### To do
Using the entries below, write out the line with "decoded as JSON.", the line with "filename crates/causerie-client/src/view.rs", and every line in between, exactly as each is written.
Segment Start: Extracted data
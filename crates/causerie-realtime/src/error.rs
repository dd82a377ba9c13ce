use thiserror::Error;

/// Errors produced by the realtime channel.
#[derive(Error, Debug)]
pub enum ChannelError {
    /// Websocket transport failure (connect or I/O).
    #[error("Transport error: {0}")]
    Transport(#[from] tokio_tungstenite::tungstenite::Error),

    /// A frame could not be encoded or decoded as JSON.
    #[error("Frame codec error: {0}")]
    Codec(#[from] serde_json::Error),

    /// An inbound frame named an event this client does not know.
    #[error("Unknown event: {0}")]
    UnknownEvent(String),
}
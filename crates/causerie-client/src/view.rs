//! Pure rendering of the synchronizer state into terminal lines.
//!
//! Everything here is a function of [`SyncState`]; nothing mutates it and
//! nothing talks to the network. Deltas arrive through the synchronizer,
//! the view only re-reads.

use causerie_shared::{DeliveryStatus, Message, UserRef};
use causerie_sync::{MessageSearch, PeerHeader, SyncState};

/// Delivery ticks for a message, rendered for own direct messages only.
///
/// Foreign messages and group messages carry no ticks.
pub fn delivery_ticks(msg: &Message, me: &UserRef) -> &'static str {
    if msg.group_id.is_some() || !msg.is_from(me) {
        return "";
    }
    match msg.status {
        DeliveryStatus::Sent => " ✓",
        DeliveryStatus::Delivered => " ✓✓",
        DeliveryStatus::Seen => " ✓✓ (vu)",
    }
}

/// Presence line for the open direct conversation's header.
pub fn presence_line(peer: &PeerHeader) -> String {
    if peer.online {
        "Online".to_string()
    } else {
        match peer.last_active {
            Some(t) => format!("Last active {}", t.format("%Y-%m-%d %H:%M")),
            None => "Offline".to_string(),
        }
    }
}

/// The sidebar: numbered chat rows, then numbered group rows.
pub fn sidebar(state: &SyncState) -> String {
    let mut out = String::from("Chats\n");
    if state.chats.is_empty() {
        out.push_str("  (none)\n");
    }
    for (i, chat) in state.chats.iter().enumerate() {
        let dot = if chat.online { "●" } else { "○" };
        let badge = if chat.unread > 0 {
            format!(" [{}]", chat.unread)
        } else {
            String::new()
        };
        let preview = chat.last_message.as_deref().unwrap_or("");
        out.push_str(&format!(
            "  {} {} {}{}  {}\n",
            i + 1,
            dot,
            chat.name,
            badge,
            preview
        ));
    }

    out.push_str("Groups\n");
    if state.groups.is_empty() {
        out.push_str("  (none)\n");
    }
    for (i, group) in state.groups.iter().enumerate() {
        let badge = if group.unread > 0 {
            format!(" [{}]", group.unread)
        } else {
            String::new()
        };
        let preview = group.last_message.as_deref().unwrap_or("");
        out.push_str(&format!(
            "  {} {} ({}){}  {}\n",
            i + 1,
            group.name,
            group.members.len(),
            badge,
            preview
        ));
    }
    out
}

/// One rendered message row.
pub fn message_line(msg: &Message, me: &UserRef, marked: bool) -> String {
    let marker = if marked { "» " } else { "  " };
    let who = if msg.is_from(me) {
        "me".to_string()
    } else {
        msg.sender_uid.to_string()
    };
    let body = match msg.url.as_deref() {
        Some(url) => format!("[image] {url}"),
        None => msg.message.clone(),
    };
    format!(
        "{}[{}] {}: {}{}",
        marker,
        msg.created_at.format("%H:%M"),
        who,
        body,
        delivery_ticks(msg, me)
    )
}

/// Everything a rendered thread row depends on: message identity and
/// delivery status, in list order. Used to decide what a refresh changed.
pub fn thread_fingerprint(messages: &[Message]) -> Vec<(i64, DeliveryStatus)> {
    messages.iter().map(|m| (m.id, m.status)).collect()
}

/// What changed between the printed thread and the current message list.
#[derive(Debug, Clone, Copy, PartialEq, Eq)]
pub enum ThreadDelta {
    Unchanged,
    /// New messages were appended; printing resumes from this index.
    Append(usize),
    /// Existing rows were rewritten (replaced snapshot, tick transition);
    /// the whole thread needs re-printing.
    Replaced,
}

pub fn thread_delta(printed: &[(i64, DeliveryStatus)], messages: &[Message]) -> ThreadDelta {
    if printed.len() > messages.len()
        || printed
            .iter()
            .zip(messages)
            .any(|(p, m)| *p != (m.id, m.status))
    {
        return ThreadDelta::Replaced;
    }
    if printed.len() == messages.len() {
        ThreadDelta::Unchanged
    } else {
        ThreadDelta::Append(printed.len())
    }
}

/// Total unread count across both roster lists.
pub fn unread_total(state: &SyncState) -> u32 {
    state.chats.iter().map(|c| c.unread).sum::<u32>()
        + state.groups.iter().map(|g| g.unread).sum::<u32>()
}

/// The open conversation: header, messages, search indicator, typing bubble.
pub fn thread(state: &SyncState, search: Option<&MessageSearch>) -> String {
    let view = match state.open.view() {
        Some(view) => view,
        None => return "No conversation open.\n".to_string(),
    };

    let mut out = format!("== {} ==\n", view.title);
    if let Some(peer) = &view.peer {
        out.push_str(&presence_line(peer));
        out.push('\n');
    }

    let current = search.and_then(|s| s.current());
    for (i, msg) in view.messages.iter().enumerate() {
        out.push_str(&message_line(msg, &state.identity.uid, current == Some(i)));
        out.push('\n');
    }

    if let Some(search) = search {
        match search.position() {
            Some((at, total)) => out.push_str(&format!("match {at}/{total}\n")),
            None => out.push_str("no matches\n"),
        }
    }

    if let Some(sig) = &state.typing {
        if sig.is_typing {
            out.push_str(&format!("{} is typing…\n", sig.uid));
        }
    }
    out
}

#[cfg(test)]
mod tests {
    use super::*;
    use causerie_shared::{
        ChatEntry, ChatId, ConversationKey, Identity, MessageKind, TypingSignal,
    };
    use chrono::Utc;

    fn identity(uid: &str) -> Identity {
        Identity {
            uid: UserRef::from(uid),
            name: uid.to_uppercase(),
            email: None,
            avatar: None,
            online: true,
            last_active: None,
        }
    }

    fn chat_entry(id: i64, peer: &str) -> ChatEntry {
        ChatEntry {
            id: ChatId(id),
            peer_uid: UserRef::from(peer),
            name: peer.to_uppercase(),
            avatar: None,
            online: true,
            last_active: None,
            last_message: Some("salut".to_string()),
            last_message_at: None,
            unread: 3,
        }
    }

    fn message(id: i64, sender: &str, status: DeliveryStatus) -> Message {
        Message {
            id,
            chat_id: Some(ChatId(7)),
            group_id: None,
            sender_uid: UserRef::from(sender),
            message: format!("m{id}"),
            kind: MessageKind::Text,
            url: None,
            status,
            created_at: Utc::now(),
        }
    }

    #[test]
    fn test_ticks_render_for_own_direct_messages_only() {
        let me = UserRef::from("me");
        assert_eq!(delivery_ticks(&message(1, "me", DeliveryStatus::Sent), &me), " ✓");
        assert_eq!(
            delivery_ticks(&message(2, "me", DeliveryStatus::Delivered), &me),
            " ✓✓"
        );
        assert_eq!(delivery_ticks(&message(3, "peer", DeliveryStatus::Seen), &me), "");

        let mut group_msg = message(4, "me", DeliveryStatus::Seen);
        group_msg.chat_id = None;
        group_msg.group_id = Some(causerie_shared::GroupId(9));
        assert_eq!(delivery_ticks(&group_msg, &me), "");
    }

    #[test]
    fn test_sidebar_shows_unread_badge_and_presence_dot() {
        let mut state = SyncState::new(identity("me"));
        state.set_roster(vec![chat_entry(7, "peer")], Vec::new());

        let rendered = sidebar(&state);
        assert!(rendered.contains("● PEER [3]"));
        assert!(rendered.contains("salut"));
    }

    #[test]
    fn test_thread_renders_typing_bubble() {
        let mut state = SyncState::new(identity("me"));
        state.set_roster(vec![chat_entry(7, "peer")], Vec::new());
        let generation = state.begin_selection(ConversationKey::Direct(ChatId(7)));
        state.complete_selection(generation, vec![message(1, "peer", DeliveryStatus::Sent)]);
        state.typing = Some(TypingSignal {
            chat_id: ChatId(7),
            uid: UserRef::from("peer"),
            is_typing: true,
        });

        let rendered = thread(&state, None);
        assert!(rendered.contains("== PEER =="));
        assert!(rendered.contains("Online"));
        assert!(rendered.contains("peer is typing…"));
    }

    #[test]
    fn test_tick_transition_forces_reprint() {
        // A seen-receipt refresh keeps the message count constant but
        // rewrites statuses; the delta must not report it as unchanged.
        let before = vec![
            message(1, "me", DeliveryStatus::Sent),
            message(2, "me", DeliveryStatus::Sent),
        ];
        let printed = thread_fingerprint(&before);

        let mut after = before.clone();
        after[0].status = DeliveryStatus::Seen;
        after[1].status = DeliveryStatus::Seen;

        assert_eq!(thread_delta(&printed, &after), ThreadDelta::Replaced);
        assert_eq!(thread_delta(&printed, &before), ThreadDelta::Unchanged);
    }

    #[test]
    fn test_appended_messages_delta() {
        let before = vec![message(1, "peer", DeliveryStatus::Sent)];
        let printed = thread_fingerprint(&before);

        let mut after = before.clone();
        after.push(message(2, "peer", DeliveryStatus::Sent));
        assert_eq!(thread_delta(&printed, &after), ThreadDelta::Append(1));

        // A replaced snapshot that is shorter or reordered re-prints.
        let replaced = vec![message(9, "peer", DeliveryStatus::Sent)];
        assert_eq!(thread_delta(&printed, &replaced), ThreadDelta::Replaced);
    }

    #[test]
    fn test_unread_total_spans_chats_and_groups() {
        let mut state = SyncState::new(identity("me"));
        let group = causerie_shared::GroupEntry {
            id: causerie_shared::GroupId(9),
            name: "Projet".to_string(),
            avatar: None,
            created_by: None,
            members: Vec::new(),
            last_message: None,
            last_message_at: None,
            unread: 2,
        };
        state.set_roster(vec![chat_entry(7, "peer")], vec![group]);

        assert_eq!(unread_total(&state), 5);
    }

    #[test]
    fn test_thread_marks_current_search_match() {
        let mut state = SyncState::new(identity("me"));
        state.set_roster(vec![chat_entry(7, "peer")], Vec::new());
        let generation = state.begin_selection(ConversationKey::Direct(ChatId(7)));
        state.complete_selection(
            generation,
            vec![
                message(1, "peer", DeliveryStatus::Sent),
                message(2, "peer", DeliveryStatus::Sent),
            ],
        );

        let search = MessageSearch::new("m2", &state.open.view().unwrap().messages);
        let rendered = thread(&state, Some(&search));
        assert!(rendered.contains("» ["));
        assert!(rendered.contains("match 1/1"));
    }
}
Segment End: Extracted data
### Task result
    /// A frame could not be encoded or decoded as JSON.
    #[error("Frame codec error: {0}")]
    Codec(#[from] serde_json::Error),

    /// An inbound frame named an event this client does not know.
    #[error("Unknown event: {0}")]
    UnknownEvent(String),
}
filename crates/causerie-client/src/view.rs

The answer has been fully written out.